Stored items from a collection
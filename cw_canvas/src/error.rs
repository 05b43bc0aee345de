use cw_core::CoreError;
use thiserror::Error;

pub type Result<T> = std::result::Result<T, CanvasError>;

#[derive(Debug, Error)]
pub enum CanvasError {
    #[error(transparent)]
    Core(#[from] CoreError),
    #[error("unable to parse draw configuration: {0}")]
    Config(#[from] toml::de::Error),
    #[error("unable to read draw configuration: {0}")]
    Io(#[from] std::io::Error),
}

impl CanvasError {
    pub fn is_contract_violation(&self) -> bool {
        matches!(self, CanvasError::Core(err) if err.is_contract_violation())
    }
}
pub mod replay;
pub mod scenario;

pub use replay::{Replay, TickOutput};
pub use scenario::{Scenario, Tick, TouchEvent};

:: Task statement ::
Only one stretch is wanted, so please give again exactly the lines from the start of the data through the line containing "to parse draw", both ends included.

:: Exercise result ::
filename cw_canvas/src/error.rs
repository 05b43bc0aee345de
use cw_core::CoreError;
use thiserror::Error;

pub type Result<T> = std::result::Result<T, CanvasError>;

#[derive(Debug, Error)]
pub enum CanvasError {
    #[error(transparent)]
    Core(#[from] CoreError),
    #[error("unable to parse draw configuration: {0}")]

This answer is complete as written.